Records to process:
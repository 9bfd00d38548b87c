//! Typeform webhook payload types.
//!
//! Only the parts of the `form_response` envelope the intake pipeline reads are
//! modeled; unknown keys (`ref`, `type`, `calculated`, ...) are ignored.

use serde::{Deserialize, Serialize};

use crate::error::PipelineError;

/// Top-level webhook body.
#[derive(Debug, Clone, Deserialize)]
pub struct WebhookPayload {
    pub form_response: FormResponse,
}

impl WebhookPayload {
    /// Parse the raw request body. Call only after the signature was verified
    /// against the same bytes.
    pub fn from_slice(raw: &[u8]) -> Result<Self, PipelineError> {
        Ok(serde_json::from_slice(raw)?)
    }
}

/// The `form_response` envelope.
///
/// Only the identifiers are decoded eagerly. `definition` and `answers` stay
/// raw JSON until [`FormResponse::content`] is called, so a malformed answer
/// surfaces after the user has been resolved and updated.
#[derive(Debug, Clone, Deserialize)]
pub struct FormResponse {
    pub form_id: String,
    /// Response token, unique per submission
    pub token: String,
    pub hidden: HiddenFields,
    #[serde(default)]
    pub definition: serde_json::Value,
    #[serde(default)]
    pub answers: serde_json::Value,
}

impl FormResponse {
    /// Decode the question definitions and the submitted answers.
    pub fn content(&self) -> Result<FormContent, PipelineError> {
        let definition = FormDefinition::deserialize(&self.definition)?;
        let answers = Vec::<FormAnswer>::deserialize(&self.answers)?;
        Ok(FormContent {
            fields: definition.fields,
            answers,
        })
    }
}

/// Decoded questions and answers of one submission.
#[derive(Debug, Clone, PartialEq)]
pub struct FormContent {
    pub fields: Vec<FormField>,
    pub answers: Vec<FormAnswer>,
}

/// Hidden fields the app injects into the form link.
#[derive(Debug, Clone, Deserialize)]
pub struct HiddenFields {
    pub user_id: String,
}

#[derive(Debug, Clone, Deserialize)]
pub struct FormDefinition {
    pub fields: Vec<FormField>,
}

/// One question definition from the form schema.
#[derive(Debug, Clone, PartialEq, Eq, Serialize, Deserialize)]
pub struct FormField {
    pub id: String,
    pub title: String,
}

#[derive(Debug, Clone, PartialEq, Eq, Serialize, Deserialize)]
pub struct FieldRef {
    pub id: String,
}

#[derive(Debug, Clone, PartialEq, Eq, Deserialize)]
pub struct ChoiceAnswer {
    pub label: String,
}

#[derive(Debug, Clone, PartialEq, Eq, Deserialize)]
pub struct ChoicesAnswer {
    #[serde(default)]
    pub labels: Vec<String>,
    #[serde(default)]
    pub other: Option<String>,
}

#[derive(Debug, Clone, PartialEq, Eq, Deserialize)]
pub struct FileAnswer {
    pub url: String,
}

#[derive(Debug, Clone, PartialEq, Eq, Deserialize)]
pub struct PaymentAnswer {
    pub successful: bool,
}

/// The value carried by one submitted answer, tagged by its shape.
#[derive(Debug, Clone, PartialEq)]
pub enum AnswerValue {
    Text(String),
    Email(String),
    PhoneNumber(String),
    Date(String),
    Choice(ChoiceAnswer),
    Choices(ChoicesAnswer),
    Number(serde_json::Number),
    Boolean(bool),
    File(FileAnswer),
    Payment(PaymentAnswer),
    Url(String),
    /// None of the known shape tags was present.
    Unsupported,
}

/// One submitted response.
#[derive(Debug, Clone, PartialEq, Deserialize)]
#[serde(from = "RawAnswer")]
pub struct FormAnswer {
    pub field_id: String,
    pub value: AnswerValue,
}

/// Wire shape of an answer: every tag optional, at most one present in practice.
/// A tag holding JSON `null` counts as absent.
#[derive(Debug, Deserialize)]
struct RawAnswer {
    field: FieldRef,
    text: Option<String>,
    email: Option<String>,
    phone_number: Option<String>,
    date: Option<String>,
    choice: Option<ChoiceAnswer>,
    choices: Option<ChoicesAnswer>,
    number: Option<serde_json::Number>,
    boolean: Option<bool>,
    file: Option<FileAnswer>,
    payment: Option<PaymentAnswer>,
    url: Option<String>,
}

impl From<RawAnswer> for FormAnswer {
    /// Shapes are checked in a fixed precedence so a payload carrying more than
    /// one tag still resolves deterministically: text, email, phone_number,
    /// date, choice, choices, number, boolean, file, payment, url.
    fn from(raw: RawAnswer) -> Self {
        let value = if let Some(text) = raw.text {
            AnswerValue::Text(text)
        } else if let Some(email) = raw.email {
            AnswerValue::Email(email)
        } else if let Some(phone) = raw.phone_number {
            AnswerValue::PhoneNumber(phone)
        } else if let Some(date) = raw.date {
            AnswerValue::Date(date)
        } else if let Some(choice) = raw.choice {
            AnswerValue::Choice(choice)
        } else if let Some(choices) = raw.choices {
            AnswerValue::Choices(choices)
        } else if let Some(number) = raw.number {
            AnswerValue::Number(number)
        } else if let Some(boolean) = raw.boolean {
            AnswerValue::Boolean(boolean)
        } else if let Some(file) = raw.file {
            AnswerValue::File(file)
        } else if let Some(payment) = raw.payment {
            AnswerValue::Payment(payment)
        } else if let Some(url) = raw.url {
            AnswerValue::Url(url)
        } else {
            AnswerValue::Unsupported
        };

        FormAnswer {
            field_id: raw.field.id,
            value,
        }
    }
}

Instructions to follow: Copy all lines of the listing above that contain the string "WebhookPayload".

Task result:
pub struct WebhookPayload {
impl WebhookPayload {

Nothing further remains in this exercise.